● **Instructions for the task**
What you need to produce from the material below is an exact transcription of the lines from the one with "use std::fmt;" through the one with "pub fn new(segment: SegmentId, offset: u64)", both included, and no other line.

● **Information**
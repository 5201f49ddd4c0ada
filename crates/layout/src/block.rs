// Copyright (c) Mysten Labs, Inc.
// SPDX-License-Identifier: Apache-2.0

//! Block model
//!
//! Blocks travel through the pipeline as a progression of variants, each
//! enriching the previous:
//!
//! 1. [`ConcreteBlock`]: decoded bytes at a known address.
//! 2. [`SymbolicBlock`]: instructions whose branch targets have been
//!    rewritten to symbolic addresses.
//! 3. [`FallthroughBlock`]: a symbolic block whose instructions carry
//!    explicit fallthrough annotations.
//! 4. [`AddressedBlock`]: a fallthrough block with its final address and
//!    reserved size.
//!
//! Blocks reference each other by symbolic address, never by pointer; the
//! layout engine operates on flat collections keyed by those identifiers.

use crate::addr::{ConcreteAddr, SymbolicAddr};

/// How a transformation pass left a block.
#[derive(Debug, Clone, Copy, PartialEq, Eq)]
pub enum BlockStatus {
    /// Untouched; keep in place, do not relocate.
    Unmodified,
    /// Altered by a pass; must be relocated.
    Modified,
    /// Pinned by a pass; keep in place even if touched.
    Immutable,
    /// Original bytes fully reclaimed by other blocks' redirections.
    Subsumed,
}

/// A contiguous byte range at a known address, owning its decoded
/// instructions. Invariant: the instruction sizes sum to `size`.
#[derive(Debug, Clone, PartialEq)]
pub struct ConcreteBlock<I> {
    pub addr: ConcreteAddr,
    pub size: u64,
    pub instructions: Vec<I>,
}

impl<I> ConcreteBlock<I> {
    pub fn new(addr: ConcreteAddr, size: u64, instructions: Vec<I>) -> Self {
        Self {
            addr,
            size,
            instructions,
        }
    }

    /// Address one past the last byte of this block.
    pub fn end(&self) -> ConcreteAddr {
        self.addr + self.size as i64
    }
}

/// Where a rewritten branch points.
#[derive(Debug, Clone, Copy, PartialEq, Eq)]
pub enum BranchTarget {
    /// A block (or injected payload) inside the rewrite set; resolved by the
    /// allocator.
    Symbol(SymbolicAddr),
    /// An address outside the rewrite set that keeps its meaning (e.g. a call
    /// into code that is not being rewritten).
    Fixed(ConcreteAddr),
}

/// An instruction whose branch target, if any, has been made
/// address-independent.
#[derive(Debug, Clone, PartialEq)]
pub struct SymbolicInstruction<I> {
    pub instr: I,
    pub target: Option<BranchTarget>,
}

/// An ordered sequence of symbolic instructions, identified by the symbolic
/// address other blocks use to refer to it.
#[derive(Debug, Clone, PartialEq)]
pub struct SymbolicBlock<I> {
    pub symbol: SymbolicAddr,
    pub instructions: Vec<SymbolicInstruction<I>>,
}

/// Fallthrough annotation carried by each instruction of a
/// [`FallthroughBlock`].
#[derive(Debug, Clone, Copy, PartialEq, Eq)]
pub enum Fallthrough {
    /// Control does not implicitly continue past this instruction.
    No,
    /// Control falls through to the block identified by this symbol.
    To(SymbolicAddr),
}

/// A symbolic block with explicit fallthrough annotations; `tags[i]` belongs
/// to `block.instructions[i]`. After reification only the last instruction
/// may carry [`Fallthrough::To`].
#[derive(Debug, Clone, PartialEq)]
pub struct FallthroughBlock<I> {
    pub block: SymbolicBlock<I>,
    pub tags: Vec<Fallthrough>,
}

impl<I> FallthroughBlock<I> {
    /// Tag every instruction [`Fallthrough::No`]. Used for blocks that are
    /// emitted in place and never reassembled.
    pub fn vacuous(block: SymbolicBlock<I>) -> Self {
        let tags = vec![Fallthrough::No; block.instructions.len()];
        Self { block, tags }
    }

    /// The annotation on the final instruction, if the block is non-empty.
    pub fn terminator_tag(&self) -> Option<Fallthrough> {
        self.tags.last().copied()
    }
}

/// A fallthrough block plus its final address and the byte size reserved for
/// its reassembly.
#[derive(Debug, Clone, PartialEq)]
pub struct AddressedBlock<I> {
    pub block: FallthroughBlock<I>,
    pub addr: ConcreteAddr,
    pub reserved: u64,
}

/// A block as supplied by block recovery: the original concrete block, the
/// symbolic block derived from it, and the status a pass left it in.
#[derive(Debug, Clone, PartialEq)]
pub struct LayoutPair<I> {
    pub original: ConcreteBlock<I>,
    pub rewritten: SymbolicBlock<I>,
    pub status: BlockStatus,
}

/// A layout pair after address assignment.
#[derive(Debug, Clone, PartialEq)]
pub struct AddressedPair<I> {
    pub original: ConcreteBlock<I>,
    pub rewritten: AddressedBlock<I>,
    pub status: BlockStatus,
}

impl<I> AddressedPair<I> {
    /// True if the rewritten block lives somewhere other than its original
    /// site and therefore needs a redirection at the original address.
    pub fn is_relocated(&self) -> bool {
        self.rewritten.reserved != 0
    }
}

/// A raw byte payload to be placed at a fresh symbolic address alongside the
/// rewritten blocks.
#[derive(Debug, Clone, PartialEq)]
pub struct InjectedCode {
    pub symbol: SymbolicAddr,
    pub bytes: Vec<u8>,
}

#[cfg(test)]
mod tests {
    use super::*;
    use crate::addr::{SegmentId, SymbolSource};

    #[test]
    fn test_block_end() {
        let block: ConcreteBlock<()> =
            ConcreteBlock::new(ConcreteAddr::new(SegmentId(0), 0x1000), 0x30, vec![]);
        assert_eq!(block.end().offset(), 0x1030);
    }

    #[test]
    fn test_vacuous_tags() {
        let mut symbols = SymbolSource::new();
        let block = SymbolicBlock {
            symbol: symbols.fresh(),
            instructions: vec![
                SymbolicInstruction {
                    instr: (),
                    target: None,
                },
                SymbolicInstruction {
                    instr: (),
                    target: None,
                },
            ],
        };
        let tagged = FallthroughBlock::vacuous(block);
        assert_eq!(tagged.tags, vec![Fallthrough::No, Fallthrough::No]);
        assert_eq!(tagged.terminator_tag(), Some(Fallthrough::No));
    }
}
* * *
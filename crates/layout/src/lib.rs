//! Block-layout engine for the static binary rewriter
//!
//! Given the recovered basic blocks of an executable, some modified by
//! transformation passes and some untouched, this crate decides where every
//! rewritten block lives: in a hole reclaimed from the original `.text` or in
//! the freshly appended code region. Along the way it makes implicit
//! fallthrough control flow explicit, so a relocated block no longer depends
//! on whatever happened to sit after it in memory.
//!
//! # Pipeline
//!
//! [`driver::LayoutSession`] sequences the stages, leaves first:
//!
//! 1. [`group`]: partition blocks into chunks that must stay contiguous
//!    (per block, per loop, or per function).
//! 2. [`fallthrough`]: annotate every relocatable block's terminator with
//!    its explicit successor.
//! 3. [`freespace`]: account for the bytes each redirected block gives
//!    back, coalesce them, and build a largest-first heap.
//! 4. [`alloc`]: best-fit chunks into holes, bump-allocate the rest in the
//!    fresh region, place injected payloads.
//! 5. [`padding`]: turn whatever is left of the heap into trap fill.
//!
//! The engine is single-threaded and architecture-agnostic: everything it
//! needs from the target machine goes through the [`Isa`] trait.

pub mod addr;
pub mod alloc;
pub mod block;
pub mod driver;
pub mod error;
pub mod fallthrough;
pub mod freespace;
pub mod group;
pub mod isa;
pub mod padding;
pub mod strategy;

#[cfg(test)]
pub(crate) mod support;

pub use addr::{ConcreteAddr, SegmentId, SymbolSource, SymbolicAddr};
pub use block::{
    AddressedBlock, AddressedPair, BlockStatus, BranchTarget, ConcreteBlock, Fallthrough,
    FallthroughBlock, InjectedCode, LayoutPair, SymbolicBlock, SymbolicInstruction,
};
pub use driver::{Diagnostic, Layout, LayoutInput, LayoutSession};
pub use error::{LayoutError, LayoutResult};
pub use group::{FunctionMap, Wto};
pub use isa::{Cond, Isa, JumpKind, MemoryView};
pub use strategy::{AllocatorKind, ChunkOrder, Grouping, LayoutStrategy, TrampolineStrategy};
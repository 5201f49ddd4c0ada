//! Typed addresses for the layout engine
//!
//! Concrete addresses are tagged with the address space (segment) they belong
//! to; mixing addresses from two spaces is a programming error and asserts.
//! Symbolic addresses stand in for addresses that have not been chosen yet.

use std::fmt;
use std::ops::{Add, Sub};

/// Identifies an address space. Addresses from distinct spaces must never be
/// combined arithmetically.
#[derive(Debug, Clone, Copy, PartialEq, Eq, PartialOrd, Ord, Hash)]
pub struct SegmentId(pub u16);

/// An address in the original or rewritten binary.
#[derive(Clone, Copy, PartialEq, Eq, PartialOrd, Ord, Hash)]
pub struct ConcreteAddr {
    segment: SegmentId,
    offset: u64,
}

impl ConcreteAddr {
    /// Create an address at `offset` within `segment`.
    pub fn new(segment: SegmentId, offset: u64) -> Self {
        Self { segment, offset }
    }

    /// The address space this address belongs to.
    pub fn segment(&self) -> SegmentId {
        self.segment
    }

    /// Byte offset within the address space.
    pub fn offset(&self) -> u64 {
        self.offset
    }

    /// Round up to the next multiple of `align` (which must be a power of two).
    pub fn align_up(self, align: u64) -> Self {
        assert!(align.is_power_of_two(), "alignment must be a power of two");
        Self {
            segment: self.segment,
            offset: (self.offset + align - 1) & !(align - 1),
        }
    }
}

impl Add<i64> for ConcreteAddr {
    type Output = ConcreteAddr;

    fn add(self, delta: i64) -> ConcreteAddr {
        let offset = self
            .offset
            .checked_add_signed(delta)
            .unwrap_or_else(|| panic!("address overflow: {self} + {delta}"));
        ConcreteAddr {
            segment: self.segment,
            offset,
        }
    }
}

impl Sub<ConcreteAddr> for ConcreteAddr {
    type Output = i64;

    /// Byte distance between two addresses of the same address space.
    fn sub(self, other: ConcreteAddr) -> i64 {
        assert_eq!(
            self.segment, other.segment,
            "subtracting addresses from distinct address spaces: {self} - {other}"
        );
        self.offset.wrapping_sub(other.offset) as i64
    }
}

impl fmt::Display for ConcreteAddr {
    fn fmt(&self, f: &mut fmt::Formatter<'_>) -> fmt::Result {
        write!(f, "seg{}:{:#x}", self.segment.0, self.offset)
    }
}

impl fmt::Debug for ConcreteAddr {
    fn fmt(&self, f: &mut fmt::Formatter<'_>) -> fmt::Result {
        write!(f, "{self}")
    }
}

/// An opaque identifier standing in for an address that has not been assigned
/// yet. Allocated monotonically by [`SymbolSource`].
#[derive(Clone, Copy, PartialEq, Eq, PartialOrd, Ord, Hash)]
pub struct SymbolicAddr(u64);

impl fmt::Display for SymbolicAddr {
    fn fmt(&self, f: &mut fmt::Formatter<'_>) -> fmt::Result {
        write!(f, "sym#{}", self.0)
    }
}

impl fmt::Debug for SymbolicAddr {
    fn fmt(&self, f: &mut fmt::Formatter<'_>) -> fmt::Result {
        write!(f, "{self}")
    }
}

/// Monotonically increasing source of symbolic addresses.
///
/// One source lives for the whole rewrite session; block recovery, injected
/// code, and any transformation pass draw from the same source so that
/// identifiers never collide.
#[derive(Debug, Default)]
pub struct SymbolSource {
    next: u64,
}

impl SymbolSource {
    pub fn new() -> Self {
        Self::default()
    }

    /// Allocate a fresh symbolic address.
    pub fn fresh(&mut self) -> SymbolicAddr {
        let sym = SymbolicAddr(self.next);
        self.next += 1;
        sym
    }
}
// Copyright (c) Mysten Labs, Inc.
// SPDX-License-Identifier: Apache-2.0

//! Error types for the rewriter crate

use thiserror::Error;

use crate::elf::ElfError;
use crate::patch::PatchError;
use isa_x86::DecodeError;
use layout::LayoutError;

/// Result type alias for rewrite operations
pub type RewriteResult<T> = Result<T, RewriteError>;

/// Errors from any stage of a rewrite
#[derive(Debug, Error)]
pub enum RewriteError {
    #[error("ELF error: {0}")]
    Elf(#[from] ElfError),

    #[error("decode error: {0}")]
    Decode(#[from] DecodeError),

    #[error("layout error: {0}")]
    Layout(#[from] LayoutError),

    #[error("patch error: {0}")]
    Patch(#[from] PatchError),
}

● **Task solution**
use std::fmt;
use std::ops::{Add, Sub};

/// Identifies an address space. Addresses from distinct spaces must never be
/// combined arithmetically.
#[derive(Debug, Clone, Copy, PartialEq, Eq, PartialOrd, Ord, Hash)]
pub struct SegmentId(pub u16);

/// An address in the original or rewritten binary.
#[derive(Clone, Copy, PartialEq, Eq, PartialOrd, Ord, Hash)]
pub struct ConcreteAddr {
    segment: SegmentId,
    offset: u64,
}

impl ConcreteAddr {
    /// Create an address at `offset` within `segment`.
    pub fn new(segment: SegmentId, offset: u64) -> Self {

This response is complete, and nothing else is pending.